7) L’interrelation des recours collectifs déposés devant plus d’un tribunal
[28] Le Canada a demandé que les parties aux requêtes en conduite de l’instance s’engagent à ne pas intenter de recours semblables devant d’autres tribunaux, quelle que soit l’issue des requêtes. Les avocats de l’action de M. Day étaient prêts à prendre cet engagement, mais ceux de l’action des demandeurs LMO ne l’étaient pas. Le juge des requêtes n’a pas retenu les motifs qu’ils ont avancés pour justifier leur refus de prendre cet engagement. Mais il a finalement décidé (aux paragraphes 82 et 84) qu’il ne trancherait pas la question de la conduite de l’instance en fonction de cet engagement et que la question était de toute façon théorique, car la conduite de l’instance était confiée au demandeur de l’action de M. Day.
IV. Les questions en litige
[29] Les avocats de l’action des demandeurs LMO soutiennent qu’en confiant la conduite de l’instance au demandeur de l’action de M. Day, le juge des requêtes a commis des erreurs de fait et de droit. Vu leurs observations écrites et verbales, j’énoncerais de la manière suivante les questions qu’ils soulèvent :
1) En examinant le facteur concernant le représentant demandeur, le juge des requêtes :
a) a-t-il commis une erreur de droit en évaluant la représentativité du demandeur (« representative quality of the plaintiff ») plutôt que la qualité du représentant demandeur ( « quality of the representative plaintiff »)?
b) a-t-il commis une erreur de droit en déterminant que les efforts et la compétence des avocats de l’action de M. Day pouvaient remédier aux lacunes de M. Day en tant que représentant demandeur?
c) a-t-il commis une erreur de fait en concluant que les demandeurs LMO n’avaient pas présenté d’éléments au soutien de leur représentation du volet du litige qui touche les Indiens non inscrits?
2) En évaluant la qualité, la compétence et la conduite des avocats, le juge des requêtes :
a) a-t-il commis une erreur de droit en accordant plus de poids à l’expérience des avocats de l’action de M. Day dans l’affaire Daniels qu’à l’importance d’avoir des avocats autochtones pour représenter le groupe?
b) a-t-il commis une erreur de fait en ne tenant pas compte de l’expérience des avocats autochtones de l’action des demandeurs LMO?

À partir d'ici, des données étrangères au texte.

use shared_bus::HandlerError;
use shared_types::StoreError;
use thiserror::Error;

#[derive(Debug, Clone, Error, PartialEq)]
pub enum IdempotencyError {
    #[error("missing idempotency key")]
    MissingKey,

    /// Another worker holds the lock.
    #[error("resource {resource} is locked by another worker")]
    Contention { resource: String },

    #[error("store error: {0}")]
    Store(#[from] StoreError),

    #[error(transparent)]
    Handler(HandlerError),

    #[error("handler panicked: {0}")]
    Panicked(String),
}

impl From<IdempotencyError> for HandlerError {
    fn from(err: IdempotencyError) -> Self {
        match err {
            IdempotencyError::MissingKey => HandlerError::permanent(err),
            IdempotencyError::Contention { .. } => HandlerError::contention(err),
            IdempotencyError::Handler(inner) => inner,
            IdempotencyError::Store(_) | IdempotencyError::Panicked(_) => {
                HandlerError::transient(err)
            }
        }
    }
}
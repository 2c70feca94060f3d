//! # Retry Pipeline (Dead-Letter Exchange)
//!
//! **Component:** 2
//!
//! ## Purpose
//!
//! Bounded retries with a broker-side delay and permanent quarantine of
//! messages that cannot be processed. The broker is the timer: backoff is a
//! queue TTL plus dead-lettering, with no schedulers in application code.
//!
//! ## Topology (per consuming queue `Q`)
//!
//! ```text
//!                 main exchange
//!                       │ bindings
//!                       ▼
//!  ┌──────────────────────────────┐  nack(requeue=false)   ┌─────────────┐
//!  │ Q            (DLX → poison)  │ ─────────────────────→ │  Q.poison   │
//!  └──────────────────────────────┘                        └─────────────┘
//!        │ transient failure:                                     ▲
//!        │ re-publish copy with x-retry-count+1 to Q.dlx/"failed" │
//!        ▼                                                        │
//!  ┌──────────────────────────────┐                               │
//!  │ Q.wait  (TTL, DLX → "retry") │                               │
//!  └──────────────────────────────┘                               │
//!        │ TTL expiry                                             │
//!        ▼                                                        │
//!  ┌──────────────────────────────┐  nack(requeue=false)          │
//!  │ Q.retry      (DLX → poison)  │ ──────────────────────────────┘
//!  └──────────────────────────────┘
//!        │ consumed by the same listener as Q
//! ```
//!
//! All four queues hang off a per-queue direct exchange `Q.dlx`, so retries
//! of one queue never reach another queue bound to the same main exchange.
//!
//! ## State Machine
//!
//! | Retry count | Handler result | Decision |
//! |-------------|----------------|----------|
//! | any | `Ok` | Ack |
//! | any | `Contention` | Nack, requeue |
//! | any | `Permanent` / undecodable | Quarantine |
//! | `< max` | `Transient` | Re-publish with count + 1 to the wait queue, ack original |
//! | `== max` | `Transient` | Quarantine |
//! | `> max` | (not invoked) | Quarantine |
//!
//! With `max_retries = 3` an always-failing handler is invoked exactly four
//! times.
//!
//! The envelope on the broker is never mutated: a retry is a new publish of
//! a copy with an incremented `x-retry-count`.

#![allow(clippy::missing_const_for_fn)]
#![cfg_attr(test, allow(clippy::unwrap_used))]
#![cfg_attr(test, allow(clippy::panic))]

pub mod domain;
pub mod service;

pub use domain::{
    decide, QuarantineReason, RetryDecision, RetryPolicy, RetryTopology, ROUTE_FAILED,
    ROUTE_POISON, ROUTE_RETRY,
};
pub use service::RetryingProcessor;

3) En évaluant le facteur des mesures préparatoires au recours et de son état d’avancement, le juge des requêtes a-t-il commis une erreur de fait ou de droit en qualifiant de « surenchère » la modification, pour y inclure les Indiens non inscrits, de la définition du groupe dans la déclaration commune proposée dans l’action des demandeurs LMO?
[30] Avant d’analyser chacune de ces questions, je parlerai brièvement de la norme de contrôle.
V. La norme de contrôle
[31] Comme je l’ai écrit plus haut, les ordonnances sur la conduite de l’instance sont discrétionnaires. La norme de contrôle que notre Cour doit appliquer aux ordonnances discrétionnaires de la Cour fédérale est celle établie dans l’arrêt Housen c. Nikolaisen, c’est-à-dire la norme de la décision correcte pour les questions de droit et celle de l’erreur manifeste et dominante pour les questions de fait et les questions mixtes de fait et de droit (sauf en cas de question de droit isolable) : Corporation de soins de la santé Hospira c. Kennedy Institute of Rheumatology, 2016 CAF 215, [2017] 1 R.C.F. 331, au paragraphe 79; Housen c. Nikolaisen, 2002 CSC 33, [2002] 2 R.C.S. 235.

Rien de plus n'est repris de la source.